Why did Rob kill Adele?
He coveted everything about her life – her beauty, her money and the love she shared with David. After an unhappy and poverty-stricken childhood, Rob hated his life in Glasgow. He never knew his father, his mother died when he was young, he didn’t get on with his sister, and he nurtured a heroin habit that he didn’t want to kick. His time with Adele in rehab was the happiest he’d been, and he never wanted it to end. When Rob saw her country estate, met and instantly fell for her charming fiancé David, he wanted what Adele had, literally, and so using the supernatural powers she taught him, took it. Rob has been desperately trying to hold on to the spoils of Adele’s murder ever since, by keeping David in their unhappy marriage using intimidation tactics on anyone who threatens it – like café owner Marianne in Brighton, and his secretary Louise. When, Rob-as-Adele learned that Louise also suffered from night terrors, he formulated a plan to teach her to lucid dream and astral project, with the eventual goal of taking over her body, as he’d done to Adele. He gave her his old notebook with the instructions on how to control dreams by thinking of a door etc. The last few pages had been ripped out because presumably, they contained Rob’s plan to swap bodies with Adele, which he didn’t want Louise to see.
‘It all started with fire, so it’s fitting that’s how it ends’

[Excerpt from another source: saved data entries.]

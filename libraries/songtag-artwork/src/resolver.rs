use crate::error::{ArtworkError, Result};
use reqwest::Client;
use songtag_core::CoverImage;
use std::path::Path;
use std::time::Duration;
use tracing::{debug, warn};

/// Timeout applied by [`CoverArtResolver::new`]
pub const DEFAULT_TIMEOUT: Duration = Duration::from_secs(10);

/// Largest image accepted from either source (10 MiB)
pub const MAX_COVER_BYTES: usize = 10 * 1024 * 1024;

/// Turns cover URLs and user-selected files into image buffers.
///
/// Remote downloads are best-effort and fail silently; local reads report
/// their errors so they can be shown to the user.
#[derive(Clone)]
pub struct CoverArtResolver {
    http: Client,
    max_size: usize,
}

impl CoverArtResolver {
    /// Create a resolver with its own HTTP client and the default timeout
    pub fn new() -> Result<Self> {
        let http = Client::builder().timeout(DEFAULT_TIMEOUT).build()?;
        Ok(Self::with_client(http))
    }

    /// Create a resolver sharing an existing HTTP client (and its timeout)
    pub fn with_client(http: Client) -> Self {
        Self {
            http,
            max_size: MAX_COVER_BYTES,
        }
    }

    /// Override the size limit
    pub fn with_max_size(mut self, max_size: usize) -> Self {
        self.max_size = max_size;
        self
    }

    /// Download a cover image.
    ///
    /// A single GET; any transport error, non-200 status or oversized body
    /// yields `None`.
    pub async fn download(&self, url: &str) -> Option<CoverImage> {
        match self.fetch(url).await {
            Ok(image) => Some(image),
            Err(e) => {
                warn!(url = %url, error = %e, "Cover download failed");
                None
            }
        }
    }

    async fn fetch(&self, url: &str) -> Result<CoverImage> {
        debug!(url = %url, "Downloading cover");

        let response = self.http.get(url).send().await?;
        let status = response.status();
        if status != reqwest::StatusCode::OK {
            return Err(ArtworkError::Status(status.as_u16()));
        }

        let bytes = response.bytes().await?;
        self.check_size(bytes.len())?;

        debug!(url = %url, size = bytes.len(), "Cover downloaded");
        Ok(CoverImage::jpeg(bytes.to_vec()))
    }

    /// Read a user-selected image file whole
    pub fn load_local(&self, path: impl AsRef<Path>) -> Result<CoverImage> {
        let path = path.as_ref();
        let data = std::fs::read(path).map_err(|source| ArtworkError::LocalImageRead {
            path: path.to_path_buf(),
            source,
        })?;
        self.check_size(data.len())?;

        debug!(path = %path.display(), size = data.len(), "Loaded local cover");
        Ok(CoverImage::jpeg(data))
    }

    fn check_size(&self, size: usize) -> Result<()> {
        if size > self.max_size {
            return Err(ArtworkError::TooLarge(size, self.max_size));
        }
        Ok(())
    }
}
//! Provider traits and the JSON request helper shared by every adapter.

use crate::cache::ReleaseDetailCache;
use crate::error::{ProviderError, Result};
use async_trait::async_trait;
use reqwest::Client;
use serde::de::DeserializeOwned;
use serde::{Deserialize, Deserializer};
use songtag_core::MetadataRecord;
use tracing::debug;

/// A metadata source searched by artist and title.
///
/// `search` never fails: transport errors, bad statuses and malformed
/// payloads all yield an empty list.
#[async_trait]
pub trait MetadataProvider: Send + Sync {
    /// Provider name, used as the `source` of its records
    fn name(&self) -> &'static str;

    async fn search(&self, artist: &str, title: &str) -> Vec<MetadataRecord>;
}

/// The primary catalog: recording search with release lookups, plus cover art.
#[async_trait]
pub trait CatalogProvider: Send + Sync {
    fn name(&self) -> &'static str;

    /// Search recordings, memoizing release lookups in `cache`
    async fn search_recordings(
        &self,
        artist: &str,
        title: &str,
        cache: &mut ReleaseDetailCache,
    ) -> Vec<MetadataRecord>;

    /// Cover image URL for a release, if the archive has any image
    async fn cover_art_url(&self, release_id: &str) -> Option<String>;
}

/// GET a JSON document.
///
/// Non-success statuses become [`ProviderError::Status`]; bodies that fail
/// to decode become [`ProviderError::Parse`].
pub(crate) async fn get_json<T: DeserializeOwned>(
    http: &Client,
    provider: &'static str,
    url: &str,
    query: &[(&str, &str)],
) -> Result<T> {
    debug!(provider, url = %url, "Provider request");

    let response = http.get(url).query(query).send().await?;

    let status = response.status();
    if !status.is_success() {
        return Err(ProviderError::Status {
            provider,
            status: status.as_u16(),
        });
    }

    let body = response.text().await?;
    serde_json::from_str(&body).map_err(|e| ProviderError::Parse {
        provider,
        message: e.to_string(),
    })
}

/// Deserialize a field some providers send as a string and others as a number.
pub(crate) fn lenient_string<'de, D>(deserializer: D) -> std::result::Result<Option<String>, D::Error>
where
    D: Deserializer<'de>,
{
    #[derive(Deserialize)]
    #[serde(untagged)]
    enum StringOrNumber {
        String(String),
        Integer(i64),
        Float(f64),
    }

    Ok(
        Option::<StringOrNumber>::deserialize(deserializer)?.map(|value| match value {
            StringOrNumber::String(s) => s,
            StringOrNumber::Integer(n) => n.to_string(),
            StringOrNumber::Float(n) => n.to_string(),
        }),
    )
}

/// First four characters of a date-like value, or empty when too short.
pub(crate) fn leading_year(value: Option<&str>) -> String {
    match value {
        Some(value) if value.chars().count() >= 4 => value.chars().take(4).collect(),
        _ => String::new(),
    }
}

/// Treat empty strings the same as missing values.
pub(crate) fn non_empty(value: Option<String>) -> Option<String> {
    value.filter(|s| !s.trim().is_empty())
}

#[cfg(test)]
mod tests {
    use super::*;

    #[derive(Deserialize)]
    struct Sample {
        #[serde(default, deserialize_with = "lenient_string")]
        value: Option<String>,
    }

    #[test]
    fn lenient_string_accepts_strings_numbers_and_null() {
        let s: Sample = serde_json::from_str(r#"{"value":"11"}"#).unwrap();
        assert_eq!(s.value.as_deref(), Some("11"));

        let s: Sample = serde_json::from_str(r#"{"value":11}"#).unwrap();
        assert_eq!(s.value.as_deref(), Some("11"));

        let s: Sample = serde_json::from_str(r#"{"value":null}"#).unwrap();
        assert!(s.value.is_none());

        let s: Sample = serde_json::from_str(r#"{}"#).unwrap();
        assert!(s.value.is_none());
    }

    #[test]
    fn leading_year_requires_four_characters() {
        assert_eq!(leading_year(Some("1975-10-31")), "1975");
        assert_eq!(leading_year(Some("1975")), "1975");
        assert_eq!(leading_year(Some("75")), "");
        assert_eq!(leading_year(None), "");
    }

    #[test]
    fn non_empty_filters_blank_values() {
        assert_eq!(non_empty(Some(" ".into())), None);
        assert_eq!(non_empty(Some("x".into())), Some("x".into()));
        assert_eq!(non_empty(None), None);
    }
}
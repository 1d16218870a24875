//! Vorbis comment tags for Ogg Opus files.

use super::{or_not_available, writable_fields, Field, TagContainer};
use crate::error::{Result, TagError};
use lofty::config::WriteOptions;
use lofty::file::TaggedFileExt;
use lofty::picture::{MimeType, Picture, PictureType};
use lofty::probe::Probe;
use lofty::tag::{ItemKey, Tag, TagExt, TagType};
use songtag_core::{CoverImage, MetadataRecord, JPEG_MIME_TYPE};
use std::path::Path;
use tracing::debug;

/// A file's Vorbis comment block.
///
/// Comment keys this codec does not map are kept as passthrough items and
/// saved back unchanged. Pictures live in the base64 `METADATA_BLOCK_PICTURE`
/// comment.
pub struct CommentMapTags {
    tag: Tag,
}

impl CommentMapTags {
    pub fn open(path: &Path) -> Result<Self> {
        let tagged_file = Probe::open(path)
            .and_then(|probe| probe.read())
            .map_err(|e| TagError::Read(format!("{}: {e}", path.display())))?;

        let tag = match tagged_file.tag(TagType::VorbisComments) {
            Some(tag) => tag.clone(),
            None => {
                debug!(path = %path.display(), "No comment block, starting empty");
                Tag::new(TagType::VorbisComments)
            }
        };

        Ok(Self { tag })
    }

    fn text(&self, key: &ItemKey) -> Option<String> {
        self.tag.get_string(key).map(str::to_string)
    }

    /// Track number in `N/M` form when a total is stored.
    ///
    /// A `TRACKNUMBER=N/M` comment is split into number and total on read, so
    /// the two halves are joined back here.
    fn track(&self) -> Option<String> {
        let number = self.text(&ItemKey::TrackNumber)?;
        match self.text(&ItemKey::TrackTotal) {
            Some(total) if !number.contains('/') => Some(format!("{number}/{total}")),
            _ => Some(number),
        }
    }

    fn set_track(&mut self, value: String) {
        let (number, total) = match value.split_once('/') {
            Some((number, total)) => (number.trim().to_string(), total.trim().to_string()),
            None => (value, String::new()),
        };

        self.tag.insert_text(ItemKey::TrackNumber, number);
        if total.is_empty() {
            self.tag.remove_key(&ItemKey::TrackTotal);
        } else {
            self.tag.insert_text(ItemKey::TrackTotal, total);
        }
    }
}

fn item_key(field: Field) -> ItemKey {
    match field {
        Field::Artist => ItemKey::TrackArtist,
        Field::Title => ItemKey::TrackTitle,
        Field::Album => ItemKey::AlbumTitle,
        Field::Year => ItemKey::RecordingDate,
        Field::Track => ItemKey::TrackNumber,
        Field::Genre => ItemKey::Genre,
    }
}

impl TagContainer for CommentMapTags {
    fn read_fields(&self) -> MetadataRecord {
        MetadataRecord {
            artist: or_not_available(self.text(&ItemKey::TrackArtist)),
            title: or_not_available(self.text(&ItemKey::TrackTitle)),
            album: or_not_available(self.text(&ItemKey::AlbumTitle)),
            // Stored dates are shown as-is
            year: or_not_available(self.text(&ItemKey::RecordingDate)),
            track: or_not_available(self.track()),
            genre: or_not_available(self.text(&ItemKey::Genre)),
            ..MetadataRecord::default()
        }
    }

    fn read_cover(&self) -> Option<CoverImage> {
        self.tag.pictures().first().map(|picture| {
            let mime_type = picture
                .mime_type()
                .map(|mime| mime.as_str().to_string())
                .unwrap_or_else(|| JPEG_MIME_TYPE.to_string());
            CoverImage::new(picture.data().to_vec(), mime_type)
        })
    }

    fn apply_fields(&mut self, record: &MetadataRecord) {
        for (field, value) in writable_fields(record) {
            if value.is_empty() {
                continue;
            }
            match field {
                Field::Track => self.set_track(value),
                _ => {
                    self.tag.insert_text(item_key(field), value);
                }
            }
        }
    }

    fn apply_cover(&mut self, cover: &CoverImage) {
        while !self.tag.pictures().is_empty() {
            self.tag.remove_picture(self.tag.pictures().len() - 1);
        }

        self.tag.push_picture(Picture::new_unchecked(
            PictureType::CoverFront,
            Some(MimeType::Jpeg),
            None,
            cover.data.clone(),
        ));
    }

    fn save(&self, path: &Path) -> Result<()> {
        self.tag
            .save_to_path(path, WriteOptions::default())
            .map_err(|e| TagError::Write(format!("{}: {e}", path.display())))
    }
}

#[cfg(test)]
mod tests {
    use super::*;

    fn empty() -> CommentMapTags {
        CommentMapTags {
            tag: Tag::new(TagType::VorbisComments),
        }
    }

    #[test]
    fn empty_block_reads_not_available() {
        let tags = empty();
        assert_eq!(tags.read_fields(), MetadataRecord::not_available());
        assert!(tags.read_cover().is_none());
    }

    #[test]
    fn apply_sets_only_non_empty_fields() {
        let mut tags = empty();
        tags.tag
            .insert_text(ItemKey::AlbumTitle, "Kept Album".to_string());

        let record = MetadataRecord::new("Artist", "Title")
            .with_year("1975-10")
            .with_track("7");
        tags.apply_fields(&record);

        let read = tags.read_fields();
        assert_eq!(read.artist, "Artist");
        assert_eq!(read.title, "Title");
        assert_eq!(read.album, "Kept Album");
        assert_eq!(read.year, "1975");
        assert_eq!(read.track, "7");
        assert_eq!(read.genre, "N/A");
    }

    #[test]
    fn track_total_is_joined_and_split() {
        let mut tags = empty();
        tags.apply_fields(&MetadataRecord::default().with_track("5/10"));

        assert_eq!(tags.text(&ItemKey::TrackNumber).as_deref(), Some("5"));
        assert_eq!(tags.text(&ItemKey::TrackTotal).as_deref(), Some("10"));
        assert_eq!(tags.read_fields().track, "5/10");

        tags.apply_fields(&MetadataRecord::default().with_track("6"));
        assert!(tags.text(&ItemKey::TrackTotal).is_none());
        assert_eq!(tags.read_fields().track, "6");
    }

    #[test]
    fn cover_is_replaced_not_appended() {
        let mut tags = empty();
        tags.apply_cover(&CoverImage::jpeg(vec![1, 1]));
        tags.apply_cover(&CoverImage::jpeg(vec![2, 2]));

        assert_eq!(tags.tag.pictures().len(), 1);
        let cover = tags.read_cover().unwrap();
        assert_eq!(cover.data, vec![2, 2]);
        assert_eq!(cover.mime_type, "image/jpeg");
    }
}
//! MusicBrainz catalog adapter with Cover Art Archive lookups.
//!
//! A search resolves each recording in two steps: [`MusicBrainzClient::resolve_recording`]
//! picks a release and looks up album, year and track number, then
//! [`MusicBrainzClient::enrich_genre`] fills in the genre, re-fetching the
//! recording with tags when the search result carried none.

mod model;

use crate::cache::{MediumTracks, ReleaseDetail, ReleaseDetailCache};
use crate::error::Result;
use crate::provider::{get_json, CatalogProvider, MetadataProvider};
use async_trait::async_trait;
use model::{CoverArtListing, Recording, RecordingSearch, Release, ReleaseLookup, Tag};
use reqwest::Client;
use songtag_core::MetadataRecord;
use tracing::{debug, warn};

/// Source name of MusicBrainz records
pub const MUSICBRAINZ: &str = "MusicBrainz";

/// Appended to the source of records whose cover came from the archive
pub const COVER_ART_ARCHIVE: &str = "Cover Art Archive";

/// MusicBrainz web service client.
pub struct MusicBrainzClient {
    http: Client,
    base_url: String,
    cover_art_url: String,
}

impl MusicBrainzClient {
    /// Create a client for the given web service and cover archive base URLs.
    pub fn new(
        http: Client,
        base_url: impl Into<String>,
        cover_art_url: impl Into<String>,
    ) -> Self {
        Self {
            http,
            base_url: base_url.into().trim_end_matches('/').to_string(),
            cover_art_url: cover_art_url.into().trim_end_matches('/').to_string(),
        }
    }

    async fn search_raw(&self, artist: &str, title: &str) -> Result<Vec<Recording>> {
        let url = format!("{}/recording", self.base_url);
        let query = format!(
            "artist:\"{}\" AND recording:\"{}\"",
            escape_phrase(artist),
            escape_phrase(title)
        );

        let search: RecordingSearch =
            get_json(&self.http, MUSICBRAINZ, &url, &[("query", &query), ("fmt", "json")]).await?;

        debug!(
            provider = MUSICBRAINZ,
            recordings = search.recordings.len(),
            "Recording search complete"
        );

        Ok(search.recordings)
    }

    async fn fetch_release(&self, release_id: &str) -> Result<ReleaseDetail> {
        let url = format!("{}/release/{}", self.base_url, release_id);
        let lookup: ReleaseLookup = get_json(
            &self.http,
            MUSICBRAINZ,
            &url,
            &[("inc", "recordings"), ("fmt", "json")],
        )
        .await?;

        let media = lookup
            .media
            .into_iter()
            .map(|medium| MediumTracks {
                tracks: medium
                    .tracks
                    .into_iter()
                    .map(|track| {
                        let number = track
                            .number
                            .filter(|n| !n.is_empty())
                            .or_else(|| track.position.map(|p| p.to_string()))
                            .unwrap_or_default();
                        (track.recording.id, number)
                    })
                    .collect(),
            })
            .collect();

        Ok(ReleaseDetail { media })
    }

    async fn fetch_recording_tags(&self, recording_id: &str) -> Result<Vec<Tag>> {
        let url = format!("{}/recording/{}", self.base_url, recording_id);
        let recording: Recording =
            get_json(&self.http, MUSICBRAINZ, &url, &[("inc", "tags"), ("fmt", "json")]).await?;
        Ok(recording.tags)
    }

    /// Track number of `recording_id` on a release, fetching the release
    /// listing once per cache.
    async fn track_number(
        &self,
        release_id: &str,
        recording_id: &str,
        cache: &mut ReleaseDetailCache,
    ) -> String {
        if !cache.contains(release_id) {
            let detail = match self.fetch_release(release_id).await {
                Ok(detail) => Some(detail),
                Err(e) => {
                    warn!(provider = MUSICBRAINZ, release_id = %release_id, error = %e, "Release lookup failed");
                    None
                }
            };
            cache.insert(release_id, detail);
        }

        cache
            .get(release_id)
            .and_then(|detail| detail.track_number(recording_id))
            .map(str::to_string)
            .unwrap_or_default()
    }

    /// Build a record from a recording's chosen release.
    ///
    /// Genre is left empty; see [`Self::enrich_genre`].
    pub(crate) async fn resolve_recording(
        &self,
        artist: &str,
        recording: &Recording,
        cache: &mut ReleaseDetailCache,
    ) -> MetadataRecord {
        let mut record = MetadataRecord::new(artist, recording.title.clone()).with_source(MUSICBRAINZ);

        let Some(release) = choose_release(&recording.releases) else {
            return record;
        };

        record.album = release.title.clone();
        record.year = year_prefix(release.date.as_deref());

        if let Some(release_id) = release.id.as_deref().filter(|id| !id.is_empty()) {
            record.track = self.track_number(release_id, &recording.id, cache).await;
            record.release_id = Some(release_id.to_string());
        }

        record
    }

    /// Comma-joined tag names of a recording.
    ///
    /// A recording without tags is looked up again by id with tags requested,
    /// and that result replaces the search result's (empty) tag list.
    pub(crate) async fn enrich_genre(&self, recording: &Recording) -> String {
        if !recording.tags.is_empty() {
            return join_tags(&recording.tags);
        }

        match self.fetch_recording_tags(&recording.id).await {
            Ok(tags) => join_tags(&tags),
            Err(e) => {
                debug!(provider = MUSICBRAINZ, recording_id = %recording.id, error = %e, "Tag lookup failed");
                String::new()
            }
        }
    }

    async fn cover_art_listing(&self, release_id: &str) -> Result<CoverArtListing> {
        let url = format!("{}/release/{}", self.cover_art_url, release_id);
        get_json(&self.http, COVER_ART_ARCHIVE, &url, &[]).await
    }
}

#[async_trait]
impl CatalogProvider for MusicBrainzClient {
    fn name(&self) -> &'static str {
        MUSICBRAINZ
    }

    async fn search_recordings(
        &self,
        artist: &str,
        title: &str,
        cache: &mut ReleaseDetailCache,
    ) -> Vec<MetadataRecord> {
        let recordings = match self.search_raw(artist, title).await {
            Ok(recordings) => recordings,
            Err(e) => {
                warn!(provider = MUSICBRAINZ, error = %e, "Search failed");
                return Vec::new();
            }
        };

        let mut records = Vec::with_capacity(recordings.len());
        for recording in &recordings {
            let record = self.resolve_recording(artist, recording, cache).await;
            let genre = self.enrich_genre(recording).await;
            records.push(record.with_genre(genre));
        }

        records
    }

    async fn cover_art_url(&self, release_id: &str) -> Option<String> {
        match self.cover_art_listing(release_id).await {
            Ok(listing) => pick_cover(listing),
            Err(e) => {
                debug!(provider = COVER_ART_ARCHIVE, release_id = %release_id, error = %e, "No cover art");
                None
            }
        }
    }
}

#[async_trait]
impl MetadataProvider for MusicBrainzClient {
    fn name(&self) -> &'static str {
        MUSICBRAINZ
    }

    /// Search with a cache private to this call
    async fn search(&self, artist: &str, title: &str) -> Vec<MetadataRecord> {
        let mut cache = ReleaseDetailCache::new();
        self.search_recordings(artist, title, &mut cache).await
    }
}

/// First release carrying a date field, else the first release.
pub(crate) fn choose_release(releases: &[Release]) -> Option<&Release> {
    releases
        .iter()
        .find(|release| release.date.is_some())
        .or_else(|| releases.first())
}

/// Four leading digits of a date, or empty.
pub(crate) fn year_prefix(date: Option<&str>) -> String {
    match date {
        Some(date) if date.len() >= 4 && date.as_bytes()[..4].iter().all(u8::is_ascii_digit) => {
            date[..4].to_string()
        }
        _ => String::new(),
    }
}

fn pick_cover(listing: CoverArtListing) -> Option<String> {
    let mut images = listing.images;
    let index = images.iter().position(|image| image.front).unwrap_or(0);
    if index < images.len() {
        Some(images.swap_remove(index).image)
    } else {
        None
    }
}

fn join_tags(tags: &[Tag]) -> String {
    tags.iter()
        .map(|tag| tag.name.as_str())
        .collect::<Vec<_>>()
        .join(", ")
}

/// Escape a value for use inside a quoted Lucene phrase
fn escape_phrase(value: &str) -> String {
    value.replace('\\', "\\\\").replace('"', "\\\"")
}
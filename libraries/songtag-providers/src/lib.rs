//! SongTag Providers
//!
//! Metadata provider adapters and the aggregation pipeline for SongTag.
//!
//! # Features
//!
//! - **MusicBrainz**: recording search with release track lookups, genre tags
//!   and Cover Art Archive images
//! - **Secondary sources**: TheAudioDB and Deezer track search
//! - **Fallback**: lyrics.ovh, used only when nothing else matched
//! - **Aggregation**: provider fan-out with a per-fetch release cache
//!
//! Provider failures never surface as errors; a failing provider simply
//! contributes no records.
//!
//! # Example
//!
//! ```ignore
//! use songtag_providers::{MetadataAggregator, ProviderConfig};
//!
//! #[tokio::main]
//! async fn main() -> Result<(), Box<dyn std::error::Error>> {
//!     let config = ProviderConfig::load()?;
//!     let aggregator = MetadataAggregator::new(&config)?;
//!
//!     let records = aggregator.fetch("Queen", "Bohemian Rhapsody", true).await;
//!     for record in &records {
//!         println!("{} - {} ({}) [{}]", record.artist, record.title, record.year, record.source);
//!     }
//!
//!     Ok(())
//! }
//! ```

mod aggregator;
mod audiodb;
mod cache;
mod config;
mod deezer;
mod error;
mod lyrics;
mod musicbrainz;
mod provider;

// Re-export main types
pub use aggregator::{FetchProgress, MetadataAggregator};
pub use cache::{MediumTracks, ReleaseDetail, ReleaseDetailCache};
pub use config::{ProviderConfig, DEFAULT_CONFIG_FILE};
pub use error::{ProviderError, Result};
pub use provider::{CatalogProvider, MetadataProvider};

// Re-export adapters for direct use if needed
pub use audiodb::{AudioDbClient, AUDIODB};
pub use deezer::{DeezerClient, DEEZER};
pub use lyrics::{LyricsClient, LYRICS_OVH};
pub use musicbrainz::{MusicBrainzClient, COVER_ART_ARCHIVE, MUSICBRAINZ};
//! Error types for metadata providers.

use thiserror::Error;

/// Errors that can occur when talking to a metadata provider.
///
/// These never leave a provider's `search`: adapters log them and return an
/// empty result instead.
#[derive(Error, Debug)]
pub enum ProviderError {
    /// HTTP request failed (transport error or timeout)
    #[error("HTTP request failed: {0}")]
    Request(#[from] reqwest::Error),

    /// Provider answered with a non-success status
    #[error("{provider} returned status {status}")]
    Status { provider: &'static str, status: u16 },

    /// Failed to parse provider response
    #[error("Failed to parse {provider} response: {message}")]
    Parse {
        provider: &'static str,
        message: String,
    },

    /// Provider configuration is unusable
    #[error("Invalid provider configuration: {0}")]
    Config(String),
}

/// Result type for provider operations.
pub type Result<T> = std::result::Result<T, ProviderError>;

impl From<ProviderError> for songtag_core::SongTagError {
    fn from(err: ProviderError) -> Self {
        match err {
            ProviderError::Config(msg) => songtag_core::SongTagError::InvalidInput(msg),
            other => songtag_core::SongTagError::Network(other.to_string()),
        }
    }
}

When Louise wrote to the police officer who’d investigated David as a suspect in the Fairdale fire and shared her suspicion that he had killed Rob, it prompted David to go to Scotland and confess everything. Then he’d be free of Rob-as-Adele’s hold over him and could end the marriage to be with Louise. Realising this would spell the end of the marriage, Rob-as-Adele enacted a plan to steal Louise’s identity. He wrote Adele’s confession, fully exonerating David from Rob’s death, sent a suicide note-like text to Louise, started a fire and injected heroin. He was banking on Louise’s trauma over her own mother’s suicide driving her to the burning house, where she would try to astral project to see where Adele’s body was in the fire. Rob vacated Adele’s body and lay in wait for Louise’s soul. When he saw it enter the bedroom, his soul went downstairs and possessed Louise’s body. Louise’s soul entered Adele’s heroin-addled body, and was unable to fight back as Rob-as-Louise injected a fatal dose before dragging Louise-as-Adele downstairs and fake-weeping over her dead body.
Where did Rob-as-Adele get the heroin?
He initially tried to buy it from dealers on a local estate, but was punched in the face, so he manipulated David’s addict patient Anthony into buying it by pretending to be a domestic abuse victim.
‘Maybe I’ve changed’
With David fully exonerated and having inherited all of Adele’s money, Rob married David for the second time, in Louise’s body. Her seven-year-old son Adam knew instantly that something was different about his mother, but David didn’t seem to notice a change. The new family was last seen just after the wedding, making honeymoon plans and driving towards another fresh start that’s not as fresh as it seemed.